HARI ketiga menjalani perawatan isolasi sebagai pasien Covid 19 di rumah sakit, saya mulai merasakan hidup ini terasa sangat sepi.
Di gang rumah sakit tidak terdengar langkah kaki manusia, kalaupun terdengar, adalah langkah kaki nakes. Itupun hanya dua-tiga jam sekali. Setelah itu hening, sulit untuk menghindar dari rasa takut dan khawatir.
Hal ini jauh berbeda saat saya dirawat ketika kecelakaan dulu. Suara-suara dan langkah kaki terdengar begitu sering, bahkan di jam-jam besuk, langkah kaki itu semakin sering dan menimbulkan sebuah harapan. Dan langkah-lamgkah itu selalu masuk ke ruangan kamar saya setiap hari. Apakah itu keluarga, kerabat, teman, hingga tetangga yang datang. Bahagianya saat dibezuk.
Tapi sejak bencana Covid 19 ini semuanya berubah, semua jadi berbeda. Pasien yang dirawat karena Covid-19 merasakan sebuah keterasingan. Nasibnya tak ubahnya seperti seorang tahanan politik, mungkin seperti saat Bung Karno diasingkan di Pulau Bangka. Bahkan ketika kita meninggalpun, tak ada sanak saudara yang mengiringi ke pemakaman. Pulang dalam sepi.
Oooh...inilah dahsyat-nya Covid-19...! Betapa kesepiannya jadi pasien covid. Semua orang harus tau itu. Dengan begitu tak ada lagi yang tak percaya covid, tak ada lagi yang abai menjalankan prokes. Ini juga pelajaran buat saya. Mengapa?
Karena seminggu sebelum saya terpapar covid, saya masih belum terlalu percaya adanya covid. Saya menyalahkan pemerintah yang terlalu lebay mengekspos covid.
Sy juga sempat merencanakan tema "Badai Covid" dalam program televisi yg saya bawakan di Riau Forum, untuk menanyakan banyak hal dalam penanganan covid.
Tapi kita hanya berencana, Allah yg menentukan. Saya terpapar Covid-19 sebelum sempat mengerjakan "Badai Covid". Dalam perenungan di rumah sakit saya berpikir,
Mungkin ini cara Allah mengingatkan saya, "Sebelum kamu bawakan dialognya, kamu harus kenal dulu Covid-19 dan betapa dahsyat efeknya bila saya, dan semua orang abai, apa lagi sampai tidak percaya."

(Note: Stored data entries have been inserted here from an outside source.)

// SPDX-License-Identifier: Apache-2.0 OR MIT
// Copyright (c) 2025-2026 naskel.com

//! Group membership interface.
//!
//! The engine only needs two answers from membership services: the ordered
//! member list of a group, and the network destination of one member. Both
//! are behind the [`Membership`] trait so deployments can plug in their own
//! resolver; [`GroupTable`] is the in-memory implementation used by tests
//! and single-process setups.

use std::sync::Arc;

use dashmap::DashMap;

use crate::error::{Error, RpcResult};

/// Logical identifier of one group member.
pub type Rank = u32;

/// Group name. Groups are identified by string id, like topics.
pub type GroupId = String;

/// Network destination of one RPC target.
///
/// The engine treats the address as opaque; only the transport interprets
/// it. Rank is carried alongside for logging and per-destination tracking.
#[derive(Debug, Clone, PartialEq, Eq, Hash)]
pub struct Destination {
    /// Member rank within the group (0 for direct addressing).
    pub rank: Rank,
    /// Opaque transport address.
    pub addr: String,
}

impl Destination {
    /// Destination for a directly-addressed (non-group) call.
    #[must_use]
    pub fn direct(addr: impl Into<String>) -> Self {
        Self {
            rank: 0,
            addr: addr.into(),
        }
    }
}

impl std::fmt::Display for Destination {
    fn fmt(&self, f: &mut std::fmt::Formatter<'_>) -> std::fmt::Result {
        write!(f, "{}#{}", self.addr, self.rank)
    }
}

/// Membership services consumed by the engine.
pub trait Membership: Send + Sync {
    /// Ordered member ranks of a group.
    fn members(&self, group: &str) -> RpcResult<Vec<Rank>>;

    /// Resolve one member to its network destination.
    fn resolve(&self, group: &str, rank: Rank) -> RpcResult<Destination>;
}

/// In-memory group table.
#[derive(Default)]
pub struct GroupTable {
    groups: DashMap<GroupId, Vec<Rank>>,
}

impl GroupTable {
    /// Create an empty table.
    #[must_use]
    pub fn new() -> Self {
        Self::default()
    }

    /// Insert or replace a group. Ranks are stored sorted and deduplicated.
    pub fn insert(&self, group: impl Into<GroupId>, ranks: &[Rank]) {
        let mut ranks = ranks.to_vec();
        ranks.sort_unstable();
        ranks.dedup();
        self.groups.insert(group.into(), ranks);
    }

    /// Remove a group.
    pub fn remove(&self, group: &str) {
        self.groups.remove(group);
    }

    /// Shared handle, for handing to the engine.
    #[must_use]
    pub fn into_shared(self) -> Arc<Self> {
        Arc::new(self)
    }
}

impl Membership for GroupTable {
    fn members(&self, group: &str) -> RpcResult<Vec<Rank>> {
        self.groups
            .get(group)
            .map(|ranks| ranks.clone())
            .ok_or_else(|| Error::GroupNotFound(group.to_string()))
    }

    fn resolve(&self, group: &str, rank: Rank) -> RpcResult<Destination> {
        let members = self.members(group)?;
        if !members.contains(&rank) {
            return Err(Error::invalid_arg(format!(
                "rank {} not in group '{}'",
                rank, group
            )));
        }
        // Synthetic address: one endpoint per rank.
        Ok(Destination {
            rank,
            addr: format!("{}/{}", group, rank),
        })
    }
}

#[cfg(test)]
mod tests {
    use super::*;

    #[test]
    fn test_members_sorted_dedup() {
        let table = GroupTable::new();
        table.insert("storage", &[3, 1, 2, 1]);
        assert_eq!(table.members("storage").unwrap(), vec![1, 2, 3]);
    }

    #[test]
    fn test_unknown_group() {
        let table = GroupTable::new();
        let err = table.members("nope").unwrap_err();
        assert_eq!(err, Error::GroupNotFound("nope".to_string()));
    }

    #[test]
    fn test_resolve_non_member() {
        let table = GroupTable::new();
        table.insert("g", &[0, 1]);
        assert!(table.resolve("g", 9).is_err());
        let dest = table.resolve("g", 1).unwrap();
        assert_eq!(dest.rank, 1);
    }
}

Teguran juga buat saya, agar saat membawakan talkshow tidak mencecar pertanyaan-pertanyaan keras dan tajam pada Dinas Kesehatan, dan Tim Satgas Covid yang sudah bertungkus lumus menangani wabah jni, dan menyadarkan masyarakat agar selalu patuh protokol kesehatan.
Dari lt.3 Ruang Isolasi Rumah Sakit Hermina Pekanbaru, tempat saya merenung, saya sadar, ternyata inilah tujuan dan maksud prokes itu. Tak lain untuk melindungi saya, kamu dan kita semua dari virus corona.
Dulu boleh saja saya tidak patuh prokes, bahkan uni (kakak) dan mama saya selalu nyinyir mengingatkan agar saya pakai masker, tapi sering saya abaikan.
Terimakasih Tuhan, telah menegur saya dengan cara yang indah sehingga saya tidak sombong.
Untuk tim nakes, keluarga dan teman-teman yang telah mensupport saya hingga saya pulih dan kembali ke pangkuan keluarga, terimakasih untuk tanda cinta itu. Tak ada yang lebih berharga dari kata ini, sehat. **
Seperti dituturkan
Alseptri Ady, Pemred Riau TV kepada penulis.